入社後に感じたギャップや改善点はありますか?

入社当初は担当する領域の違いに驚きました。重工メーカーでは技術系と事務系が完全に分かれており、役割分担が明確でしたが、東京ガスは海外事業カンパニーに限らず、技術系と事務系の垣根が低く、どちらの領域も幅広く担当する傾向が強いようです。一緒に仕事をしていたメンバーが、かなり後になって実は技術畑(あるいは事務畑)と聞いて驚くこともあります。前職では事業部門の中で異動するケースが多く、各自に事業や担当地域のいわゆる“背番号”が付きましたが、東京ガスはさまざまな事業部をまたいで定期的に異動するケースが多いです。
企業風土に関しては、予想以上に現場で自ら汗をかく泥臭い仕事が好きで、かつ得意な社員が多いですね。入社前よりも、組織はフラットで人材育成にも積極的だと感じています。
ただ、人材の多様性という意味では、伸びしろがあると感じています。
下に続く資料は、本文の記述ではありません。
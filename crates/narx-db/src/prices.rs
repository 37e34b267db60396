//! Database operations for the `prices` table (user-submitted price
//! reports). Reports are immutable once created except for deletion; the
//! normalized price is computed at submission time and never edited.

use chrono::{DateTime, Utc};
use rust_decimal::Decimal;
use sqlx::PgPool;
use uuid::Uuid;

use crate::DbError;

// ---------------------------------------------------------------------------
// Row types
// ---------------------------------------------------------------------------

/// A row from the `prices` table.
#[derive(Debug, Clone, sqlx::FromRow)]
pub struct PriceRow {
    pub id: Uuid,
    pub product_id: Uuid,
    pub store_id: Uuid,
    /// Raw submitted price, integer base-currency amount.
    pub price: i64,
    pub currency: String,
    pub quantity: Decimal,
    pub unit: String,
    /// Price per base unit; `NULL` when normalization was skipped.
    pub normalized_price: Option<i64>,
    pub created_by: Option<Uuid>,
    pub created_at: DateTime<Utc>,
}

/// A price report joined with its store name, for product history views.
#[derive(Debug, Clone, sqlx::FromRow)]
pub struct PriceHistoryRow {
    pub id: Uuid,
    pub price: i64,
    pub currency: String,
    pub quantity: Decimal,
    pub unit: String,
    pub normalized_price: Option<i64>,
    pub store_name: String,
    pub created_by: Option<Uuid>,
    pub created_at: DateTime<Utc>,
}

/// A recent price report joined with product and store context, feeding
/// the recent-activity feed.
#[derive(Debug, Clone, sqlx::FromRow)]
pub struct RecentPriceRow {
    pub price_id: Uuid,
    pub product_id: Uuid,
    pub product_name: String,
    pub product_category: String,
    pub product_unit: String,
    pub price: i64,
    pub normalized_price: Option<i64>,
    pub store_name: String,
    pub created_at: DateTime<Utc>,
}

/// Input for a new price report. `normalized_price` must come from
/// `narx_core::units::normalize` over the same price/quantity/unit.
#[derive(Debug, Clone)]
pub struct NewPrice<'a> {
    pub product_id: Uuid,
    pub store_id: Uuid,
    pub price: i64,
    pub currency: &'a str,
    pub quantity: Decimal,
    pub unit: &'a str,
    pub normalized_price: Option<i64>,
    pub created_by: Option<Uuid>,
}

// ---------------------------------------------------------------------------
// Queries
// ---------------------------------------------------------------------------

/// Inserts a price report.
///
/// # Errors
///
/// Returns [`DbError::Sqlx`] if the insert fails.
pub async fn insert_price(pool: &PgPool, price: &NewPrice<'_>) -> Result<PriceRow, DbError> {
    let row = sqlx::query_as::<_, PriceRow>(
        "INSERT INTO prices \
             (product_id, store_id, price, currency, quantity, unit, normalized_price, created_by) \
         VALUES ($1, $2, $3, $4, $5, $6, $7, $8) \
         RETURNING id, product_id, store_id, price, currency, quantity, unit, \
                   normalized_price, created_by, created_at",
    )
    .bind(price.product_id)
    .bind(price.store_id)
    .bind(price.price)
    .bind(price.currency)
    .bind(price.quantity)
    .bind(price.unit)
    .bind(price.normalized_price)
    .bind(price.created_by)
    .fetch_one(pool)
    .await?;

    Ok(row)
}

/// Returns a product's full report history in insertion order (oldest
/// first). The aggregator relies on this order to break timestamp ties in
/// favor of the most recent insertion.
///
/// # Errors
///
/// Returns [`DbError::Sqlx`] if the query fails.
pub async fn list_prices_for_product(
    pool: &PgPool,
    product_id: Uuid,
) -> Result<Vec<PriceHistoryRow>, DbError> {
    let rows = sqlx::query_as::<_, PriceHistoryRow>(
        "SELECT pr.id, pr.price, pr.currency, pr.quantity, pr.unit, pr.normalized_price, \
                s.name AS store_name, pr.created_by, pr.created_at \
         FROM prices pr \
         JOIN stores s ON s.id = pr.store_id \
         WHERE pr.product_id = $1 \
         ORDER BY pr.created_at ASC, pr.id ASC",
    )
    .bind(product_id)
    .fetch_all(pool)
    .await?;

    Ok(rows)
}

/// Returns the most recent reports system-wide with product and store
/// context, newest first. Ties on timestamp resolve by `id DESC` so the
/// order is stable.
///
/// # Errors
///
/// Returns [`DbError::Sqlx`] if the query fails.
pub async fn list_recent_prices(
    pool: &PgPool,
    limit: i64,
) -> Result<Vec<RecentPriceRow>, DbError> {
    let rows = sqlx::query_as::<_, RecentPriceRow>(
        "SELECT pr.id AS price_id, p.id AS product_id, p.name AS product_name, \
                p.category AS product_category, p.unit AS product_unit, \
                pr.price, pr.normalized_price, s.name AS store_name, pr.created_at \
         FROM prices pr \
         JOIN products p ON p.id = pr.product_id \
         JOIN stores s ON s.id = pr.store_id \
         ORDER BY pr.created_at DESC, pr.id DESC \
         LIMIT $1",
    )
    .bind(limit)
    .fetch_all(pool)
    .await?;

    Ok(rows)
}

/// Deletes a price report. The report drops out of every aggregate on the
/// next read; nothing is recomputed eagerly.
///
/// # Errors
///
/// Returns [`DbError::PermissionDenied`] when no row was deleted, or
/// [`DbError::Sqlx`] if the statement fails.
pub async fn delete_price(pool: &PgPool, id: Uuid) -> Result<(), DbError> {
    let done = sqlx::query("DELETE FROM prices WHERE id = $1")
        .bind(id)
        .execute(pool)
        .await?;

    if done.rows_affected() == 0 {
        return Err(DbError::PermissionDenied);
    }
    Ok(())
}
社員は新卒で入社した日本人が多いですし、さまざまな部門間を異動するため、スペシャリストとしてのキャリアパスの選択肢もまだ少ない。そしてこれは日系のエネルギー企業全般に言えることですが、安全性や確実性を重視するあまり、意思決定に時間を要する傾向があると感じています。個人的には海外事業は走りながら考える要素もあり、「if」を積み重ねすぎるとリスクをとれずにチャンスを逃してしまうことも考えられます。大事なことは取れるリスクと取れないリスクを適切に見極めて、取れないリスクに対しては、保険に転嫁する等の対策を検討することだと思います。もちろん暴走は論外ですが、リスクを見極めて一歩を踏み出す。その役割を、私たち経験者採用で入社した社員に期待されているのだと思っています。

Q5

今後の目標、キャリアビジョンを教えてください。

事業開発はさまざまなピースを組み合わせるジグソーパズルと似ています。ようやくすべてのピースが揃いそうな案件がいくつかありますので、全世界ベースで2030年までに600万kWの再エネ電源を取扱うという目標に向けて、新規太陽光発電プロジェクトを推進することが当面の目標です。
長期的には、海外現地法人や出資先事業会社の経営に挑戦してみたいですね。目指すべきは、脱炭素バリューチェーンの構築。再エネは脱炭素社会の基盤です。合成メタンの製造も、再エネ由来の水素がなければ発展しません。そのためにも大規模発電が可能な海外で、再エネ事業を拡大していく必要があります。米州市場において、開発・建設・運転を一貫して自身の力で遂行できるグローバル再エネ事業者としてのプレゼンスを確立し、近い将来にはその基盤をベースに、中南米の成長新興国への進出や、そこでの日系企業向け電力供給なども視野に入れたい。今後は海外事業比率が高まっていくと思いますので、少なくとも米国市場において、欧米系のトッププレイヤーに並びたいと考えています。
また、これまでのキャリアを活かすという意味では、東京ガスグループのリスクをマネジメントする部門の立ち上げにも関わってみたいですね。